I have been resisting the growing tendency to label our current woes as the Great Depression II. The conventional statistics of our economy today are nowhere near the misery of the 1930s. However, the proposed 90% tax on certain executive bonuses has convinced me that we are in for a decade of stagnation.
To recap: Back in September 2008, the giant insurer AIG was on the brink of bankruptcy when the Federal Reserve rushed in with an $85 billion rescue package. (There have been subsequent bailouts, bringing the total infusion thus far to $170 billion.) At that point the government seized AIG, and among other things it replaced its CEO with Edward Liddy, the very person Congress was recently interrogating about the bonus payments.
The reason AIG was in such dire straits had nothing to do with its conventional insurance business, which remained strong. Instead, it was AIG’s Financial Products division that brought the corporation to its knees. This group had dabbled in complex assets tied to subprime mortgages, and been left holding the bag when borrowers began defaulting at much higher rates than expected.
Beyond directly holding some of these “toxic” assets, AIG was also crippled by its massive issuance of credit default swaps. These are insurance policies that guarantee the buyer a certain monetary payoff if “credit events” occur. For example, a hedge fund might hold $1 million in bonds issued by GM. To protect itself from a GM default on its bond payments, the hedge fund can buy a credit default swap from a company like AIG.

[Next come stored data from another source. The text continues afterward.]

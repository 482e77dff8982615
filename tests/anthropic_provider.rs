//! Anthropic provider (rig-backed) against a local stand-in for the Messages endpoint.

use std::sync::Arc;
use std::time::Duration;

use axum::http::{HeaderMap, StatusCode};
use axum::response::IntoResponse;
use axum::routing::post;
use axum::{Json, Router};
use secrecy::SecretString;
use serde_json::{Value, json};
use tokio::net::TcpListener;
use tokio::time::timeout;

use story_wizard::error::LlmError;
use story_wizard::llm::{CompletionRequest, LlmBackend, LlmConfig, LlmProvider, create_provider};

const TEST_TIMEOUT: Duration = Duration::from_secs(5);

fn api_error(status: StatusCode, kind: &str) -> axum::response::Response {
    (
        status,
        Json(json!({
            "type": "error",
            "error": {"type": kind, "message": "rejected by test server"}
        })),
    )
        .into_response()
}

async fn messages(headers: HeaderMap, Json(body): Json<Value>) -> impl IntoResponse {
    let key = headers
        .get("x-api-key")
        .and_then(|v| v.to_str().ok())
        .unwrap_or_default();
    match key {
        "good-key" => {}
        "busy-key" => return api_error(StatusCode::TOO_MANY_REQUESTS, "rate_limit_error"),
        _ => return api_error(StatusCode::UNAUTHORIZED, "authentication_error"),
    }

    let prompt = body["messages"][0]["content"]
        .as_str()
        .map(String::from)
        .or_else(|| body["messages"][0]["content"][0]["text"].as_str().map(String::from))
        .unwrap_or_default();
    Json(json!({
        "id": "msg_test",
        "type": "message",
        "role": "assistant",
        "model": body["model"],
        "content": [
            {"type": "text", "text": format!("max_tokens={} ", body["max_tokens"])},
            {"type": "text", "text": prompt}
        ],
        "stop_reason": "end_turn",
        "stop_sequence": null,
        "usage": {
            "input_tokens": 11,
            "output_tokens": 22,
            "cache_creation_input_tokens": 0,
            "cache_read_input_tokens": 0
        }
    }))
    .into_response()
}

async fn start_mock() -> String {
    let app = Router::new().route("/v1/messages", post(messages));
    let listener = TcpListener::bind("127.0.0.1:0").await.unwrap();
    let port = listener.local_addr().unwrap().port();
    tokio::spawn(async move {
        axum::serve(listener, app).await.unwrap();
    });
    tokio::time::sleep(Duration::from_millis(50)).await;
    format!("http://127.0.0.1:{port}")
}

fn provider(base: &str, key: &str) -> Arc<dyn LlmProvider> {
    create_provider(&LlmConfig {
        backend: LlmBackend::Anthropic,
        api_key: SecretString::from(key.to_string()),
        model: "claude-3-sonnet-20240229".to_string(),
        base_url: Some(base.to_string()),
    })
    .unwrap()
}

fn story_request() -> CompletionRequest {
    CompletionRequest::new("Tell me about Luna.").with_max_tokens(2000)
}

#[tokio::test]
async fn sends_prompt_and_joins_text() {
    timeout(TEST_TIMEOUT, async {
        let base = start_mock().await;
        let response = provider(&base, "good-key")
            .complete(story_request())
            .await
            .unwrap();
        assert_eq!(response.content, "max_tokens=2000 Tell me about Luna.");
        assert_eq!(response.output_tokens, 22);
    })
    .await
    .expect("test timed out");
}

#[tokio::test]
async fn bad_key_is_auth_failure() {
    timeout(TEST_TIMEOUT, async {
        let base = start_mock().await;
        let err = provider(&base, "wrong")
            .complete(story_request())
            .await
            .unwrap_err();
        assert!(matches!(err, LlmError::AuthFailed { .. }));
    })
    .await
    .expect("test timed out");
}

#[tokio::test]
async fn rate_limit_is_reported() {
    timeout(TEST_TIMEOUT, async {
        let base = start_mock().await;
        let err = provider(&base, "busy-key")
            .complete(story_request())
            .await
            .unwrap_err();
        assert!(matches!(err, LlmError::RateLimited { .. }));
    })
    .await
    .expect("test timed out");
}

#[tokio::test]
async fn unreachable_host_is_request_failure() {
    timeout(TEST_TIMEOUT, async {
        // Bind then drop to get a port with nothing listening.
        let listener = TcpListener::bind("127.0.0.1:0").await.unwrap();
        let port = listener.local_addr().unwrap().port();
        drop(listener);

        let err = provider(&format!("http://127.0.0.1:{port}"), "good-key")
            .complete(story_request())
            .await
            .unwrap_err();
        assert!(matches!(err, LlmError::RequestFailed { .. }));
    })
    .await
    .expect("test timed out");
}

As the housing and financial markets deteriorated last summer, the companies who had bought credit default swaps from AIG became nervous. They worried that AIG would suffer so many claims that it couldn’t satisfy them all. So AIG’s counterparties insisted that AIG post collateral to back up their contractual obligations. It was these “margin calls” that finally killed the company.
Fast forward to the present. The scandal is that AIG paid $165 million in executive bonuses, with large sums going to some of the very people who worked in the Financial Products division that caused all the trouble. That is certainly a bit odd, especially considering that that money effectively came out of taxpayers’ pockets.